Fortunately, the woman only suffered minor injuries and was released from the hospital the next day.
But it could have been worse. For example, an 87-year-old woman died from injuries after being knocked to the ground last November by robbers at a Citrus Heights Rite Aide pharmacy.
No one, not a disabled older woman or a physically fit 20-year-old or any age for that matter, should have to worry about their safety when shopping or enjoying a cup of coffee.
And the elderly Lincoln woman couldn’t have done anything more to prevent being pushed down and carjacked. She parked as close to the store as possible and it was a morning hour when plenty of individuals were near by.

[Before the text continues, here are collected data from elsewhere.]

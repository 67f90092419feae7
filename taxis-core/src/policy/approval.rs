//! Approval callbacks for gated tools

use async_trait::async_trait;
use serde_json::Value;
use std::collections::BTreeSet;
use std::sync::Arc;

/// Decides whether a gated tool call may proceed
#[async_trait]
pub trait ApprovalCallback: Send + Sync {
    /// Return `true` to allow the call
    async fn approve(&self, tool_name: &str, args: &Value) -> bool;
}

/// Shared approval callback
pub type SharedApproval = Arc<dyn ApprovalCallback>;

/// Approves everything
#[derive(Debug, Clone, Copy, Default)]
pub struct AutoApprove;

#[async_trait]
impl ApprovalCallback for AutoApprove {
    async fn approve(&self, _tool_name: &str, _args: &Value) -> bool {
        true
    }
}

/// Refuses everything
#[derive(Debug, Clone, Copy, Default)]
pub struct DenyAll;

#[async_trait]
impl ApprovalCallback for DenyAll {
    async fn approve(&self, _tool_name: &str, _args: &Value) -> bool {
        false
    }
}

/// Approves only the listed tools
#[derive(Debug, Clone, Default)]
pub struct ApproveListed {
    tools: BTreeSet<String>,
}

impl ApproveListed {
    pub fn new<I, S>(tools: I) -> Self
    where
        I: IntoIterator<Item = S>,
        S: Into<String>,
    {
        Self {
            tools: tools.into_iter().map(Into::into).collect(),
        }
    }
}

#[async_trait]
impl ApprovalCallback for ApproveListed {
    async fn approve(&self, tool_name: &str, _args: &Value) -> bool {
        self.tools.contains(tool_name)
    }
}

/// Approval decided by a synchronous closure
pub struct FnApproval<F>(F);

/// Wrap a closure as an approval callback
pub fn approve_with<F>(f: F) -> FnApproval<F>
where
    F: Fn(&str, &Value) -> bool + Send + Sync,
{
    FnApproval(f)
}

#[async_trait]
impl<F> ApprovalCallback for FnApproval<F>
where
    F: Fn(&str, &Value) -> bool + Send + Sync,
{
    async fn approve(&self, tool_name: &str, args: &Value) -> bool {
        (self.0)(tool_name, args)
    }
}

#[cfg(test)]
mod approval_tests {
    use super::*;
    use serde_json::json;

    #[tokio::test]
    async fn test_builtin_callbacks() {
        assert!(AutoApprove.approve("x", &json!({})).await);
        assert!(!DenyAll.approve("x", &json!({})).await);

        let listed = ApproveListed::new(["write_file"]);
        assert!(listed.approve("write_file", &json!({})).await);
        assert!(!listed.approve("run_command", &json!({})).await);
    }

    #[tokio::test]
    async fn test_closure_sees_args() {
        let only_tmp = approve_with(|_tool, args: &Value| {
            args.get("path")
                .and_then(|p| p.as_str())
                .is_some_and(|p| p.starts_with("/tmp/"))
        });
        assert!(only_tmp.approve("write_file", &json!({"path": "/tmp/a"})).await);
        assert!(!only_tmp.approve("write_file", &json!({"path": "/home/a"})).await);
    }
}
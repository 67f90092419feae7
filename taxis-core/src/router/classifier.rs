//! Fallback classifier
//!
//! Text is reduced to a bag of [`Features`]; a [`Classifier`] turns those
//! into a raw score per tool. The default [`LinearClassifier`] is a static
//! weight table: `bias + Σ weight · feature`.

use async_trait::async_trait;
use once_cell::sync::Lazy;
use regex::Regex;
use serde::{Deserialize, Serialize};
use std::collections::{BTreeMap, BTreeSet, HashMap};

/// Feature set for one input text
#[derive(Debug, Clone, Default, PartialEq, Serialize, Deserialize)]
pub struct Features {
    /// Lowercased unigrams and bigrams (`"read"`, `"read file"`)
    pub ngrams: BTreeSet<String>,
    pub has_quotes: bool,
    pub has_file_extension: bool,
    pub has_url: bool,
    pub word_count: usize,
    pub has_question_mark: bool,
}

/// Names of the non-ngram features
pub mod feature {
    pub const QUOTES: &str = "@quotes";
    pub const FILE_EXTENSION: &str = "@file_ext";
    pub const URL: &str = "@url";
    pub const QUESTION: &str = "@question";
    /// Word count, scaled to `[0, 1]` over 20 words
    pub const WORDS: &str = "@words";
}

static WORD_RE: Lazy<Option<Regex>> = Lazy::new(|| Regex::new(r"[a-z0-9_]+").ok());
static FILE_EXT_RE: Lazy<Option<Regex>> =
    Lazy::new(|| Regex::new(r"\b[\w-]+\.[a-z][a-z0-9]{0,5}\b").ok());
static URL_RE: Lazy<Option<Regex>> = Lazy::new(|| Regex::new(r"\b(?:https?|ftp)://\S+").ok());

impl Features {
    /// Extract features from `text`
    pub fn extract(text: &str) -> Self {
        let lower = text.to_lowercase();
        let has_url = URL_RE.as_ref().is_some_and(|re| re.is_match(&lower));
        let without_urls = match URL_RE.as_ref() {
            Some(re) => re.replace_all(&lower, " ").to_string(),
            None => lower.clone(),
        };

        let words: Vec<&str> = WORD_RE
            .as_ref()
            .map(|re| re.find_iter(&lower).map(|m| m.as_str()).collect())
            .unwrap_or_default();

        let mut ngrams: BTreeSet<String> = words.iter().map(|w| w.to_string()).collect();
        for pair in words.windows(2) {
            ngrams.insert(format!("{} {}", pair[0], pair[1]));
        }

        Self {
            ngrams,
            has_quotes: text.contains(['"', '\'', '`']),
            has_file_extension: FILE_EXT_RE
                .as_ref()
                .is_some_and(|re| re.is_match(&without_urls)),
            has_url,
            word_count: words.len(),
            has_question_mark: text.contains('?'),
        }
    }

    /// Value of a named feature (0.0 when absent)
    pub fn value(&self, name: &str) -> f32 {
        let flag = |b: bool| if b { 1.0 } else { 0.0 };
        match name {
            feature::QUOTES => flag(self.has_quotes),
            feature::FILE_EXTENSION => flag(self.has_file_extension),
            feature::URL => flag(self.has_url),
            feature::QUESTION => flag(self.has_question_mark),
            feature::WORDS => (self.word_count.min(20) as f32) / 20.0,
            ngram => flag(self.ngrams.contains(ngram)),
        }
    }
}

/// Scores tools from features
///
/// Implementations must be deterministic; the router clamps and ranks the
/// scores.
#[async_trait]
pub trait Classifier: Send + Sync {
    /// Raw score of `tool` for these features
    async fn score(&self, features: &Features, tool: &str) -> f32;

    /// Classifier name, for logs
    fn name(&self) -> &str {
        "classifier"
    }
}

/// Weights for one tool
#[derive(Debug, Clone, Default, PartialEq, Serialize, Deserialize)]
pub struct ToolWeights {
    #[serde(default)]
    pub bias: f32,
    #[serde(default)]
    pub features: BTreeMap<String, f32>,
}

/// Static linear weight table
#[derive(Debug, Clone, Default, PartialEq, Serialize, Deserialize)]
#[serde(transparent)]
pub struct LinearClassifier {
    weights: HashMap<String, ToolWeights>,
}

impl LinearClassifier {
    /// Empty table (every tool scores 0)
    pub fn new() -> Self {
        Self::default()
    }

    /// Builder: set weights for a tool
    pub fn with_weights(mut self, tool: impl Into<String>, bias: f32, features: &[(&str, f32)]) -> Self {
        self.weights.insert(
            tool.into(),
            ToolWeights {
                bias,
                features: features.iter().map(|(k, v)| (k.to_string(), *v)).collect(),
            },
        );
        self
    }

    /// Merge another table over this one, tool by tool
    pub fn merged(mut self, other: LinearClassifier) -> Self {
        self.weights.extend(other.weights);
        self
    }

    /// Weights covering the built-in tools
    pub fn builtin() -> Self {
        Self::new()
            .with_weights(
                "read_file",
                0.05,
                &[
                    ("read", 0.45),
                    ("open", 0.4),
                    ("show", 0.25),
                    ("view", 0.3),
                    ("contents", 0.3),
                    ("file", 0.15),
                    ("is in", 0.1),
                    (feature::FILE_EXTENSION, 0.3),
                    (feature::URL, -0.3),
                ],
            )
            .with_weights(
                "list_dir",
                0.05,
                &[
                    ("list", 0.45),
                    ("directory", 0.4),
                    ("folder", 0.4),
                    ("files", 0.2),
                    ("what files", 0.3),
                    ("ls", 0.45),
                    (feature::FILE_EXTENSION, -0.2),
                ],
            )
            .with_weights(
                "code_search",
                0.05,
                &[
                    ("search", 0.45),
                    ("find", 0.35),
                    ("grep", 0.5),
                    ("where", 0.3),
                    ("look for", 0.4),
                    ("usages", 0.3),
                    ("defined", 0.25),
                    (feature::QUOTES, 0.15),
                    (feature::QUESTION, 0.1),
                ],
            )
            .with_weights(
                "write_file",
                0.0,
                &[
                    ("write", 0.45),
                    ("save", 0.4),
                    ("create", 0.25),
                    ("to file", 0.2),
                    (feature::FILE_EXTENSION, 0.1),
                    (feature::QUESTION, -0.2),
                ],
            )
            .with_weights(
                "run_command",
                0.0,
                &[
                    ("run", 0.45),
                    ("execute", 0.45),
                    ("command", 0.3),
                    ("tests", 0.15),
                    ("build", 0.15),
                    (feature::QUESTION, -0.2),
                ],
            )
    }

    /// Deterministic synchronous score
    pub fn linear_score(&self, features: &Features, tool: &str) -> f32 {
        let Some(weights) = self.weights.get(tool) else {
            return 0.0;
        };
        weights.bias
            + weights
                .features
                .iter()
                .map(|(name, w)| w * features.value(name))
                .sum::<f32>()
    }

    /// Tools with weights
    pub fn tools(&self) -> impl Iterator<Item = &str> {
        self.weights.keys().map(|s| s.as_str())
    }
}

#[async_trait]
impl Classifier for LinearClassifier {
    async fn score(&self, features: &Features, tool: &str) -> f32 {
        self.linear_score(features, tool)
    }

    fn name(&self) -> &str {
        "linear"
    }
}
/// Catalog and router with one extra counting tool
fn counting_orchestrator(calls: Arc<AtomicUsize>, ttl: Duration) -> Orchestrator {
    let spec = ToolSpec::new("ping", "Echo a target")
        .with_input_schema(json!({
            "type": "object",
            "properties": { "target": { "type": "string" } },
            "required": ["target"]
        }))
        .with_grammar(ArgumentGrammar::new(r"\bping\s+(?P<target>\S+)").unwrap());
    let tool = HandlerTool::new(spec, move |args: Value| {
        let calls = calls.clone();
        async move {
            calls.fetch_add(1, Ordering::SeqCst);
            Ok::<_, ToolError>(json!({ "pong": args["target"] }))
        }
    });
    let catalog = ToolCatalog::with_builtins()
        .unwrap()
        .with_tool(Arc::new(tool))
        .unwrap();
    let router = Router::builder()
        .rule("ping_verb", r"\bping\b", "ping", 0.9)
        .unwrap()
        .build();

    Orchestrator::builder()
        .catalog(catalog)
        .router(router)
        .safety(SafetyConfig {
            idempotency_ttl: ttl,
            ..SafetyConfig::default()
        })
        .build()
        .unwrap()
}

/// Tool that sleeps for `delay`, then echoes its target
fn sleeping_tool(name: &str, delay: Duration, memory_mb: u64) -> BoxedTool {
    let spec = ToolSpec::new(name, "Sleep, then echo a target")
        .with_input_schema(json!({
            "type": "object",
            "properties": { "target": { "type": "string" } },
            "required": ["target"]
        }))
        .with_budget(100, memory_mb)
        .with_grammar(ArgumentGrammar::new(&format!(r"\b{}\s+(?P<target>\S+)", name)).unwrap());
    Arc::new(HandlerTool::new(spec, move |args: Value| async move {
        tokio::time::sleep(delay).await;
        Ok::<_, ToolError>(json!({ "done": args["target"] }))
    }))
}

/// Orchestrator routing each tool's name to that tool
fn orchestrator_for(tools: Vec<BoxedTool>, policies: PolicyConfig, quotas: ResourceQuotas) -> Orchestrator {
    let mut catalog = ToolCatalog::with_builtins().unwrap();
    let mut router = Router::builder();
    for tool in tools {
        let name = tool.name().to_string();
        router = router
            .rule(&format!("{}_verb", name), &format!(r"\b{}\b", name), &name, 0.9)
            .unwrap();
        catalog.register(tool).unwrap();
    }
    Orchestrator::builder()
        .catalog(catalog)
        .router(router.build())
        .policies(policies)
        .safety(SafetyConfig {
            quotas,
            ..SafetyConfig::default()
        })
        .build()
        .unwrap()
}

#[tokio::test]
async fn test_read_and_search_scenario() {
    let dir = workspace();
    let orchestrator = Orchestrator::with_defaults().unwrap();

    let (state, result) = orchestrator
        .run_turn_with(
            WorkingState::new(),
            "read config.json and search for database settings",
            &context(&dir),
        )
        .await;

    assert!(result.success, "turn failed: {:?}", result.error);
    let tools: Vec<_> = result.results.iter().map(|r| r.tool.as_str()).collect();
    assert_eq!(tools, vec!["read_file", "code_search"]);
    assert!(result.results.iter().all(|r| r.success && !r.cached));

    let content = state.get(DataTag::FileContent).unwrap();
    assert!(content.as_str().unwrap().contains("database_url"));
    let matches = state.get(DataTag::SearchResults).unwrap().as_array().unwrap();
    assert_eq!(matches.len(), 1);
    assert_eq!(state.turn, 1);
    assert_eq!(state.history.len(), 2);

    let decision = orchestrator
        .observability()
        .get(result.decision_id.as_deref().unwrap())
        .await
        .unwrap();
    assert_eq!(decision.outcome, Outcome::Ok);
    assert_eq!(decision.patterns_matched, vec!["read_file_verb", "code_search_verb"]);
    assert_eq!(decision.chosen_tools, vec!["read_file", "code_search"]);
}

#[tokio::test]
async fn test_write_without_approval_fails() {
    let dir = workspace();
    let orchestrator = Orchestrator::with_defaults().unwrap();

    let (state, result) = orchestrator
        .run_turn_with(WorkingState::new(), "write hello to out.txt", &context(&dir))
        .await;

    assert!(!result.success);
    assert!(result.error.as_deref().unwrap().contains("Approval required"));
    let step = &result.results[0];
    assert_eq!(step.error.as_ref().unwrap().kind, ToolErrorKind::ApprovalRequired);
    assert!(!step.error.as_ref().unwrap().is_retryable());
    assert_eq!(step.attempts, 0);
    assert!(!dir.path().join("out.txt").exists());
    assert!(!state.has(DataTag::FileWritten));

    let report = orchestrator.observability_report().await;
    assert_eq!(report.performance.failures, 1);
    assert_eq!(report.confusion.failure_categories["permission"], 1);
    assert_eq!(report.recent_decisions[0].outcome, Outcome::Fail);
}

#[tokio::test]
async fn test_state_flows_between_turns() {
    let dir = workspace();
    let orchestrator = Orchestrator::with_defaults()
        .unwrap()
        .with_approval(Arc::new(AutoApprove));
    let ctx = context(&dir);

    let (state, first) = orchestrator
        .run_turn_with(WorkingState::new(), "read docs/setup.md", &ctx)
        .await;
    assert!(first.success, "{:?}", first.error);

    let (state, second) = orchestrator
        .run_turn_with(state, "write file_content to copy.md", &ctx)
        .await;
    assert!(second.success, "{:?}", second.error);

    let copied = std::fs::read_to_string(dir.path().join("copy.md")).unwrap();
    assert!(copied.contains("Database settings live in config.json."));
    assert!(state.has(DataTag::FileWritten));
    assert_eq!(state.turn, 2);
}

#[tokio::test]
async fn test_idempotent_call_runs_once() {
    let calls = Arc::new(AtomicUsize::new(0));
    let orchestrator = counting_orchestrator(calls.clone(), Duration::from_secs(300));

    let (state, first) = orchestrator.run_turn(WorkingState::new(), "ping alpha").await;
    let (_, second) = orchestrator.run_turn(state, "ping alpha").await;

    assert!(first.success && second.success);
    assert!(!first.results[0].cached);
    assert!(second.results[0].cached);
    assert_eq!(second.results[0].output, Some(json!({ "pong": "alpha" })));
    assert_eq!(calls.load(Ordering::SeqCst), 1);
    assert_eq!(orchestrator.safety_status().idempotency_entries, 1);
}

#[tokio::test(start_paused = true)]
async fn test_idempotency_expires_after_ttl() {
    let calls = Arc::new(AtomicUsize::new(0));
    let orchestrator = counting_orchestrator(calls.clone(), Duration::from_secs(5));

    let (state, _) = orchestrator.run_turn(WorkingState::new(), "ping beta").await;
    tokio::time::advance(Duration::from_secs(6)).await;
    let (_, again) = orchestrator.run_turn(state, "ping beta").await;

    assert!(!again.results[0].cached);
    assert_eq!(calls.load(Ordering::SeqCst), 2);
}
//! Tool error model
//!
//! Every failure a tool invocation can produce, including the ones the policy
//! layer synthesizes (timeouts, open breakers, refused approvals), is a
//! `ToolError`. The kind decides whether the retry loop may try again.

use serde::{Deserialize, Serialize};
use serde_json::Value;
use std::time::Duration;

/// Structured tool error with taxonomy
#[derive(Debug, Clone, PartialEq, Serialize, Deserialize)]
pub struct ToolError {
    /// Error kind (determines retryability)
    pub kind: ToolErrorKind,

    /// Human-readable error message
    pub message: String,

    /// Stable error code
    pub code: Option<String>,

    /// Additional context
    pub context: Option<Value>,
}

impl ToolError {
    /// Create a new tool error
    pub fn new(kind: ToolErrorKind, message: impl Into<String>) -> Self {
        Self {
            kind,
            message: message.into(),
            code: None,
            context: None,
        }
    }

    /// Add an error code
    pub fn with_code(mut self, code: impl Into<String>) -> Self {
        self.code = Some(code.into());
        self
    }

    /// Add context
    pub fn with_context(mut self, context: Value) -> Self {
        self.context = Some(context);
        self
    }

    /// Invalid arguments or a failed pre/postcondition
    pub fn validation(message: impl Into<String>) -> Self {
        Self::new(ToolErrorKind::Validation, message).with_code("VALIDATION_FAILED")
    }

    /// Execution timed out
    pub fn timeout(duration: Duration) -> Self {
        Self::new(
            ToolErrorKind::Timeout,
            format!("Tool execution timed out after {}ms", duration.as_millis()),
        )
        .with_code("TIMEOUT")
    }

    /// The circuit breaker for this tool is open
    pub fn circuit_open(tool_name: &str) -> Self {
        Self::new(
            ToolErrorKind::CircuitOpen,
            format!("Circuit breaker is open for tool '{}'", tool_name),
        )
        .with_code("CIRCUIT_OPEN")
    }

    /// The approval callback refused (or no approval was available)
    pub fn approval_required(tool_name: &str) -> Self {
        Self::new(
            ToolErrorKind::ApprovalRequired,
            format!("Approval required for tool '{}' was not granted", tool_name),
        )
        .with_code("APPROVAL_REQUIRED")
    }

    /// Sandbox refused the arguments or the capability
    pub fn sandbox(message: impl Into<String>) -> Self {
        Self::new(ToolErrorKind::Sandbox, message).with_code("SANDBOX_VIOLATION")
    }

    /// Execution was cancelled
    pub fn cancelled(message: impl Into<String>) -> Self {
        Self::new(ToolErrorKind::Cancelled, message).with_code("CANCELLED")
    }

    /// Transient failure worth retrying
    pub fn transient(message: impl Into<String>) -> Self {
        Self::new(ToolErrorKind::Transient, message)
    }

    /// Create an internal error
    pub fn internal(message: impl Into<String>) -> Self {
        Self::new(ToolErrorKind::Internal, message).with_code("INTERNAL_ERROR")
    }

    /// Whether the retry loop may try again
    ///
    /// Terminal kinds never retry. For the remaining kinds the message is
    /// also inspected, since tools often surface permission problems from
    /// lower layers as plain internal errors.
    pub fn is_retryable(&self) -> bool {
        if self.kind.is_terminal() {
            return false;
        }
        let message = self.message.to_lowercase();
        !TERMINAL_MESSAGE_MARKERS
            .iter()
            .any(|marker| message.contains(marker))
    }
}

/// Message fragments that mark an error as non-retryable
const TERMINAL_MESSAGE_MARKERS: &[&str] = &[
    "validation",
    "permission",
    "unauthorized",
    "forbidden",
    "circuit breaker",
    "approval required",
];

impl std::fmt::Display for ToolError {
    fn fmt(&self, f: &mut std::fmt::Formatter<'_>) -> std::fmt::Result {
        write!(f, "[{}] {}", self.kind.as_str(), self.message)
    }
}

impl std::error::Error for ToolError {}

impl From<std::io::Error> for ToolError {
    fn from(err: std::io::Error) -> Self {
        let kind = match err.kind() {
            std::io::ErrorKind::NotFound => ToolErrorKind::NotFound,
            std::io::ErrorKind::PermissionDenied => ToolErrorKind::PermissionDenied,
            std::io::ErrorKind::InvalidInput | std::io::ErrorKind::InvalidData => {
                ToolErrorKind::Validation
            }
            std::io::ErrorKind::TimedOut | std::io::ErrorKind::Interrupted => {
                ToolErrorKind::Transient
            }
            _ => ToolErrorKind::Internal,
        };
        ToolError::new(kind, err.to_string())
    }
}

/// Error kind taxonomy
#[derive(Debug, Clone, Copy, PartialEq, Eq, Hash, Serialize, Deserialize)]
#[serde(rename_all = "snake_case")]
pub enum ToolErrorKind {
    /// Input validation failed
    Validation,

    /// Permission denied by the environment
    PermissionDenied,

    /// Caller is not authenticated
    Unauthorized,

    /// Caller is authenticated but not allowed
    Forbidden,

    /// Circuit breaker rejected the call
    CircuitOpen,

    /// Approval was required and not granted
    ApprovalRequired,

    /// Sandbox rejected the call
    Sandbox,

    /// A resource quota had no room left for the call
    QuotaExceeded,

    /// Cancelled by user/system
    Cancelled,

    /// Execution timed out
    Timeout,

    /// Transient environment failure
    Transient,

    /// Resource not found
    NotFound,

    /// Internal tool error
    Internal,
}

impl ToolErrorKind {
    /// Kinds that must never be retried
    pub fn is_terminal(&self) -> bool {
        matches!(
            self,
            ToolErrorKind::Validation
                | ToolErrorKind::PermissionDenied
                | ToolErrorKind::Unauthorized
                | ToolErrorKind::Forbidden
                | ToolErrorKind::CircuitOpen
                | ToolErrorKind::ApprovalRequired
                | ToolErrorKind::Sandbox
                | ToolErrorKind::QuotaExceeded
                | ToolErrorKind::Cancelled
        )
    }

    /// Get the string name of this kind
    pub fn as_str(&self) -> &'static str {
        match self {
            ToolErrorKind::Validation => "validation",
            ToolErrorKind::PermissionDenied => "permission_denied",
            ToolErrorKind::Unauthorized => "unauthorized",
            ToolErrorKind::Forbidden => "forbidden",
            ToolErrorKind::CircuitOpen => "circuit_open",
            ToolErrorKind::ApprovalRequired => "approval_required",
            ToolErrorKind::Sandbox => "sandbox",
            ToolErrorKind::QuotaExceeded => "quota_exceeded",
            ToolErrorKind::Cancelled => "cancelled",
            ToolErrorKind::Timeout => "timeout",
            ToolErrorKind::Transient => "transient",
            ToolErrorKind::NotFound => "not_found",
            ToolErrorKind::Internal => "internal",
        }
    }
}

#[cfg(test)]
mod result_tests {
    use super::*;

    #[test]
    fn test_terminal_kinds_never_retry() {
        let terminal = [
            ToolErrorKind::Validation,
            ToolErrorKind::PermissionDenied,
            ToolErrorKind::Unauthorized,
            ToolErrorKind::Forbidden,
            ToolErrorKind::CircuitOpen,
            ToolErrorKind::ApprovalRequired,
            ToolErrorKind::Sandbox,
            ToolErrorKind::QuotaExceeded,
            ToolErrorKind::Cancelled,
        ];
        for kind in terminal {
            assert!(!ToolError::new(kind, "x").is_retryable(), "{:?}", kind);
        }
    }

    #[test]
    fn test_other_kinds_retry() {
        assert!(ToolError::timeout(Duration::from_millis(10)).is_retryable());
        assert!(ToolError::transient("connection reset").is_retryable());
        assert!(ToolError::internal("boom").is_retryable());
    }

    #[test]
    fn test_message_markers_block_retry() {
        let error = ToolError::internal("upstream said: 403 Forbidden");
        assert!(!error.is_retryable());

        let error = ToolError::transient("Permission denied (os error 13)");
        assert!(!error.is_retryable());
    }

    #[test]
    fn test_io_error_mapping() {
        let err: ToolError = std::io::Error::new(std::io::ErrorKind::NotFound, "missing").into();
        assert_eq!(err.kind, ToolErrorKind::NotFound);

        let err: ToolError =
            std::io::Error::new(std::io::ErrorKind::PermissionDenied, "nope").into();
        assert_eq!(err.kind, ToolErrorKind::PermissionDenied);
        assert!(!err.is_retryable());
    }

    #[test]
    fn test_display_includes_kind() {
        let error = ToolError::approval_required("write_file");
        assert!(error.to_string().starts_with("[approval_required]"));
        assert!(error.to_string().contains("write_file"));
    }
}
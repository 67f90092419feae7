//! Splitting an utterance into clauses

use once_cell::sync::Lazy;
use regex::Regex;

static CONJUNCTION_RE: Lazy<Option<Regex>> = Lazy::new(|| {
    Regex::new(r"(?i)\s*;\s*|\s+(?:and\s+then|after\s+that|then|and)\s+|^\s*(?:then|after\s+that)\s+").ok()
});

/// Split on `;`, `and`, `then`, `after that` and `and then`
///
/// Clauses are trimmed (including trailing commas); empty clauses are
/// dropped.
pub fn split_clauses(text: &str) -> Vec<String> {
    let pieces: Vec<&str> = match CONJUNCTION_RE.as_ref() {
        Some(re) => re.split(text).collect(),
        None => vec![text],
    };
    pieces
        .into_iter()
        .map(|p| p.trim().trim_matches(',').trim())
        .filter(|p| !p.is_empty())
        .map(str::to_string)
        .collect()
}
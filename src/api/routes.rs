//! Route definitions
//!
//! Maps URLs to handlers. Game routes sit behind the authenticated-
//! identity middleware; `/health` and `/api/games/verify` are public
//! (verification is a pure function anyone may call).

use super::{handlers::*, middleware::user_id_middleware};
use axum::{
    middleware,
    routing::{get, post},
    Router,
};
use std::sync::Arc;

/// Build the API router with all endpoints
pub fn create_router(state: Arc<AppState>) -> Router {
    let game_routes = Router::new()
        .route("/bet", post(place_bet_handler))
        .route("/cashout", post(cashout_handler))
        .route("/mines/reveal", post(reveal_mine_handler))
        .route("/mines/cashout", post(cashout_mines_handler))
        .route("/dice/play", post(play_dice_handler))
        .route("/balance", get(balance_handler))
        .route("/active", get(active_games_handler))
        .route("/history", get(history_handler))
        .route("/transactions", get(transactions_handler))
        .route("/verification", get(verification_data_handler))
        .layer(middleware::from_fn(user_id_middleware))
        // Added after the identity layer: verification is pure and public.
        .route("/verify", post(verify_handler));

    Router::new()
        .route("/health", get(health_handler))
        .nest("/api/games", game_routes)
        .with_state(state)
}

Since the carjacking, we have heard from fellow residents and read many online comments saying that Lincoln has changed from being a safe town where everyone looks after each other to being as dangerous as Sacramento’s rougher neighborhoods.
But we have to remind ourselves that the Jan. 18 carjacking is still a rare occurrence in Lincoln. The last carjacking was 13 years ago, according to Lincoln Police Chief Doug Lee. In that case, a man gave a woman he didn’t know a ride at night, she jumped out at a stop sign, pulled him out of the car and drove the car to Sacramento.
“This (Jan. 18 carjacking) could have happened in Granite Bay, Sacramento or anywhere. People don’t need to be afraid of a crime wave or a new trend,” Lee said Monday. “Just as always, be vigilant of your surroundings. Park in a lighted area. Remember that a car is a piece of property. If someone has a weapon, let them have your car or purse. Don’t fight back. It’s not worth it.”
Lincoln is still a safe city, according to Lee.
“In general, some people say crime is on the increase,” Lee said. “But we’re putting more (press) releases out. It’s just an increase in our efforts to share what’s happening with the public.”
There is an increase for drug-related offenses, Lee added, with officers making more methamphetamine arrests. Meth is a big problem here with addicts ranging in age from 18 to 50s, according to the police chief.
As for carjackings, residents should remain aware of their surroundings, whether they’re in Lincoln or visiting any other city.
Barry Johnson, a retired San Francisco policeman of 32 years and the current Lincoln Hills Neighborhood Watch public safety liaison, also says that Lincoln is a relatively safe area.
“But always be aware and alert at all times, whether you’re around your house or you’re out. This (carjacking) is a good example,” Johnson said. “I say don’t live in fear but be alert, be aware, pay attention.”
Staying physically fit and mentally alert will help, according to Johnson.
“Use common sense. Don’t park in dark places. Look around, see who’s around. Go back in the store,” Johnson said, “if something doesn’t look right and get a security person to go back with you.”
And at home, residents are become more aware by locking doors and installing security cameras, according to Johnson. He also recommends closing blinds and turning on talk radio when leaving home and installing motion-detector lights on all exterior doors as crime deterrents.
Taking these precautions, while out in public and in our homes, should make all of us feel more secure. Hopefully, this will be the last carjacking in Lincoln.